DETECCION Y MODELADO DE GENES

2  ESTRATEGIA GENERAL Y METODOS DE PREDICCION

Localización y enmascaramiento de secuencias repetidas.

Métodos de comparación (métodos Extrínsecos o Comparative methods).

Análisis de la secuencia de DNA a nivel de nucleótido (Content-based methods).

Análisis de señales o motivos (Signal-based methods).

Busqueda en bases de datos de secuencias expresadas.

Especialmente en el caso de genomas eucariotas, la primera fase del proceso de predicción de genes es localizar zonas de secuencias repetidas, en las que es poco probable encontrar elementos reguladores y secuencias codificantes. Las zonas de secuencias repetidas pueden ser entonces descartadas a la hora de ejecutar otros tipos de análisis, o enmascaradas, mediante la sustitución de los caracteres que representan los cuatro nucleótidos por otro símbolo arbitrario, por ejemplo "N" o "X".

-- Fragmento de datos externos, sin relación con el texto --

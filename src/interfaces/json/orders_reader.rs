use super::{RawDecimal, format_error, open, unnamed_origin};
use crate::domain::order::Order;
use crate::domain::payment_method::PaymentMethods;
use crate::error::{PaymentError, Result};
use serde::Deserialize;
use std::fs::File;
use std::io::Read;
use std::path::{Path, PathBuf};
use tracing::{debug, warn};

#[derive(Debug, Deserialize)]
struct RawOrder {
    id: String,
    value: Option<RawDecimal>,
    #[serde(default)]
    promotions: Option<Vec<Option<String>>>,
}

/// Reads the orders JSON array:
/// `[{"id": "ORDER1", "value": "100.00", "promotions": ["mZysk"]}]`.
///
/// Promotion ids are resolved against the already loaded payment methods.
pub struct OrdersReader<R: Read> {
    source: R,
    origin: PathBuf,
}

impl OrdersReader<File> {
    pub fn open(path: &Path) -> Result<Self> {
        Ok(Self::new(open(path)?).with_origin(path))
    }
}

impl<R: Read> OrdersReader<R> {
    pub fn new(source: R) -> Self {
        Self {
            source,
            origin: unnamed_origin(),
        }
    }

    /// Names the source in error messages.
    pub fn with_origin(mut self, origin: impl Into<PathBuf>) -> Self {
        self.origin = origin.into();
        self
    }

    /// Parses every order, keeping file order. The first invalid order fails the whole read.
    pub fn orders(self, methods: &PaymentMethods) -> Result<Vec<Order>> {
        let raw: Vec<RawOrder> =
            serde_json::from_reader(self.source).map_err(|e| format_error(&self.origin, e))?;

        raw.into_iter()
            .map(|entry| to_order(entry, methods))
            .collect()
    }
}

fn to_order(raw: RawOrder, methods: &PaymentMethods) -> Result<Order> {
    let owner = format!("Order ID: {}", raw.id);
    let value = raw
        .value
        .ok_or_else(|| PaymentError::validation(format!("Missing value for {owner}")))?
        .parse("value", &owner)?;

    let mut promotions = Vec::new();
    for promo_id in raw.promotions.into_iter().flatten().flatten() {
        let promo_id = promo_id.trim();
        if promo_id.is_empty() {
            continue;
        }
        match methods.get(promo_id) {
            Some(method) => promotions.push(method.clone()),
            None => warn!(order = %raw.id, promotion = promo_id, "unknown promotion ignored"),
        }
    }

    let order = Order::new(raw.id, value, promotions)?;
    debug!(
        id = order.id(),
        value = %order.value(),
        promotions = order.promotions().len(),
        "loaded order"
    );
    Ok(order)
}
use super::ledger::Ledger;
use super::options::{OptionGenerator, min_points_for};
use crate::domain::money::Money;
use crate::domain::order::Order;
use crate::domain::payment::{AppliedPayment, CalculatedPaymentOption, PaymentStrategy, Spend};
use crate::domain::payment_method::{MethodId, PaymentMethod, PaymentMethods};
use std::rc::Rc;
use tracing::{debug, trace};

/// The chosen payment for every order, plus the totals it was selected on.
///
/// An empty plan for a batch with a positive total value means no
/// budget-feasible assignment exists.
#[derive(Debug, Clone, PartialEq, Eq, Default)]
pub struct PaymentPlan {
    pub payments: Vec<AppliedPayment>,
    pub total_discount: Money,
    pub points_spent: Money,
}

impl PaymentPlan {
    pub fn is_empty(&self) -> bool {
        self.payments.is_empty()
    }

    pub fn len(&self) -> usize {
        self.payments.len()
    }
}

/// Counters describing how much of the search tree was visited.
#[derive(Debug, Clone, Copy, Default, PartialEq, Eq)]
pub struct SearchStats {
    pub leaves: u64,
    pub pruned: u64,
    pub dead_ends: u64,
}

/// Finds the budget-feasible plan with the largest total discount.
///
/// Ties on discount go to the plan spending more points; remaining ties go to
/// the first plan found. Orders are visited in input order and each order's
/// candidates in [`OptionGenerator`] order, so the result is reproducible.
#[derive(Debug)]
pub struct PaymentOptimizer<'a> {
    orders: &'a [Order],
    methods: &'a PaymentMethods,
    generator: OptionGenerator,
}

impl<'a> PaymentOptimizer<'a> {
    pub fn new(orders: &'a [Order], methods: &'a PaymentMethods) -> Self {
        Self {
            orders,
            methods,
            generator: OptionGenerator::new(methods),
        }
    }

    pub fn find_optimal_plan(&self) -> PaymentPlan {
        self.search().0
    }

    /// Runs the search and also reports traversal statistics.
    pub fn search(&self) -> (PaymentPlan, SearchStats) {
        let options: Vec<Vec<CalculatedPaymentOption>> = self
            .orders
            .iter()
            .map(|order| {
                let options = self.generator.options_for(order);
                debug!(order = order.id(), value = %order.value(), candidates = options.len(), "generated payment options");
                options
            })
            .collect();

        let mut search = Search::new(self.orders, self.methods, options);
        search.visit(0, &Ledger::from_methods(self.methods), Money::ZERO, Money::ZERO, None);

        let stats = search.stats;
        let plan = search.into_plan();
        debug!(
            leaves = stats.leaves,
            pruned = stats.pruned,
            dead_ends = stats.dead_ends,
            discount = %plan.total_discount,
            points = %plan.points_spent,
            "search finished"
        );
        (plan, stats)
    }
}

/// Ledger-feasible spend for one candidate at one search node.
#[derive(Debug, Clone, PartialEq, Eq)]
struct Realization {
    strategy: PaymentStrategy,
    final_price: Money,
    discount: Money,
    spend: Spend,
}

/// Append-only path shared between a node and its descendants.
#[derive(Debug)]
struct PathNode {
    payment: AppliedPayment,
    parent: Path,
}

type Path = Option<Rc<PathNode>>;

#[derive(Debug)]
struct Best {
    discount: Money,
    points: Money,
    path: Path,
}

struct Search<'a> {
    orders: &'a [Order],
    options: Vec<Vec<CalculatedPaymentOption>>,
    /// Largest discount still obtainable from order `i` onwards, ignoring budgets.
    remaining_bound: Vec<Money>,
    points: Option<&'a MethodId>,
    cards: Vec<&'a PaymentMethod>,
    best: Option<Best>,
    stats: SearchStats,
}

impl<'a> Search<'a> {
    fn new(
        orders: &'a [Order],
        methods: &'a PaymentMethods,
        options: Vec<Vec<CalculatedPaymentOption>>,
    ) -> Self {
        let mut remaining_bound = vec![Money::ZERO; options.len() + 1];
        for (index, candidates) in options.iter().enumerate().rev() {
            let best_here = candidates
                .iter()
                .map(CalculatedPaymentOption::discount)
                .max()
                .unwrap_or_default()
                .max(Money::ZERO);
            remaining_bound[index] = remaining_bound[index + 1] + best_here;
        }

        Self {
            orders,
            options,
            remaining_bound,
            points: methods.points().map(PaymentMethod::id),
            cards: methods.cards().collect(),
            best: None,
            stats: SearchStats::default(),
        }
    }

    fn visit(&mut self, index: usize, ledger: &Ledger, discount: Money, points: Money, path: Path) {
        let orders = self.orders;
        let Some(order) = orders.get(index) else {
            self.record_leaf(discount, points, path);
            return;
        };

        if let Some(best) = &self.best
            && discount + self.remaining_bound[index] < best.discount
        {
            self.stats.pruned += 1;
            return;
        }

        if order.value().is_zero() {
            let node = PathNode {
                payment: AppliedPayment::zero_value(order.id()),
                parent: path,
            };
            self.visit(index + 1, ledger, discount, points, Some(Rc::new(node)));
            return;
        }

        let realizations = self.realizations(index, order, ledger);
        if realizations.is_empty() {
            trace!(order = order.id(), "no feasible payment on this branch");
            self.stats.dead_ends += 1;
            return;
        }

        for realization in realizations {
            let next_ledger = ledger.debited(&realization.spend);
            let points_here = self
                .points
                .map(|id| realization.spend.amount_for(id.as_str()))
                .unwrap_or_default();
            let node = PathNode {
                payment: AppliedPayment {
                    order_id: order.id().to_string(),
                    final_price_paid: realization.final_price,
                    strategy: realization.strategy,
                    actual_amount_spent: realization.spend,
                },
                parent: path.clone(),
            };
            self.visit(
                index + 1,
                &next_ledger,
                discount + realization.discount,
                points + points_here,
                Some(Rc::new(node)),
            );
        }
    }

    fn record_leaf(&mut self, discount: Money, points: Money, path: Path) {
        self.stats.leaves += 1;
        let improves = match &self.best {
            None => true,
            Some(best) => discount > best.discount || (discount == best.discount && points > best.points),
        };
        if improves {
            trace!(%discount, %points, "new best plan");
            self.best = Some(Best {
                discount,
                points,
                path,
            });
        }
    }

    fn realizations(&self, index: usize, order: &Order, ledger: &Ledger) -> Vec<Realization> {
        let mut found: Vec<Realization> = Vec::new();
        for option in &self.options[index] {
            if option.strategy().is_single_method() {
                if ledger.covers(option.spent()) {
                    push_unique(
                        &mut found,
                        Realization {
                            strategy: option.strategy(),
                            final_price: option.final_price(),
                            discount: option.discount(),
                            spend: option.spent().clone(),
                        },
                    );
                }
            } else {
                self.partial_points_realizations(order, option, ledger, &mut found);
            }
        }
        found
    }

    /// Splits the partial-points price against the live balances: as many
    /// points as possible while leaving at least a cent for the card.
    fn partial_points_realizations(
        &self,
        order: &Order,
        option: &CalculatedPaymentOption,
        ledger: &Ledger,
        found: &mut Vec<Realization>,
    ) {
        let Some(points_id) = self.points else {
            return;
        };

        let min_required = min_points_for(order.value());
        let available = ledger.balance(points_id.as_str());
        if available < min_required {
            return;
        }

        let final_price = option.final_price();
        let max_leaving_card = (final_price - Money::CENT).max(Money::ZERO);
        let points_amount = available.min(max_leaving_card).max(min_required);
        let card_amount = final_price - points_amount;
        if !card_amount.is_positive() {
            return;
        }

        for card in &self.cards {
            if ledger.balance(card.id().as_str()) >= card_amount {
                let spend: Spend = [
                    (points_id.clone(), points_amount),
                    (card.id().clone(), card_amount),
                ]
                .into_iter()
                .collect();
                push_unique(
                    found,
                    Realization {
                        strategy: option.strategy(),
                        final_price,
                        discount: option.discount(),
                        spend,
                    },
                );
            }
        }
    }

    fn into_plan(self) -> PaymentPlan {
        let Some(best) = self.best else {
            return PaymentPlan::default();
        };

        let mut payments = Vec::with_capacity(self.orders.len());
        let mut cursor = best.path.as_deref();
        while let Some(node) = cursor {
            payments.push(node.payment.clone());
            cursor = node.parent.as_deref();
        }
        payments.reverse();

        PaymentPlan {
            payments,
            total_discount: best.discount,
            points_spent: best.points,
        }
    }
}

fn push_unique(found: &mut Vec<Realization>, realization: Realization) {
    if !found.contains(&realization) {
        found.push(realization);
    }
}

Además de servir para descartar regiones de menor interés desde el punto de vista funcional, el enmascaramiento de secuencias repetidas facilita la búsqueda de secuencias similares en bases de datos de secuencias con, por ejemplo, programas de la familia de aplicaciones BLAST.

Normalmente, el enmascaramiento es realizado de forma automática por muchos programas. En BLASTN, por ejemplo, el usuario puede seleccionar distintos tipos de filtro, aunque la opción por defecto enmascara las denominadas regiones de baja complejidad mediante un programa llamado DUST. Otras opciones en BLASTN permiten enmascarar secuencias repetidas humanas (LINEs y SINEs) o secuencias especificadas por el usuario, mediante el uso de minúsculas, en la secuencia usada como "query".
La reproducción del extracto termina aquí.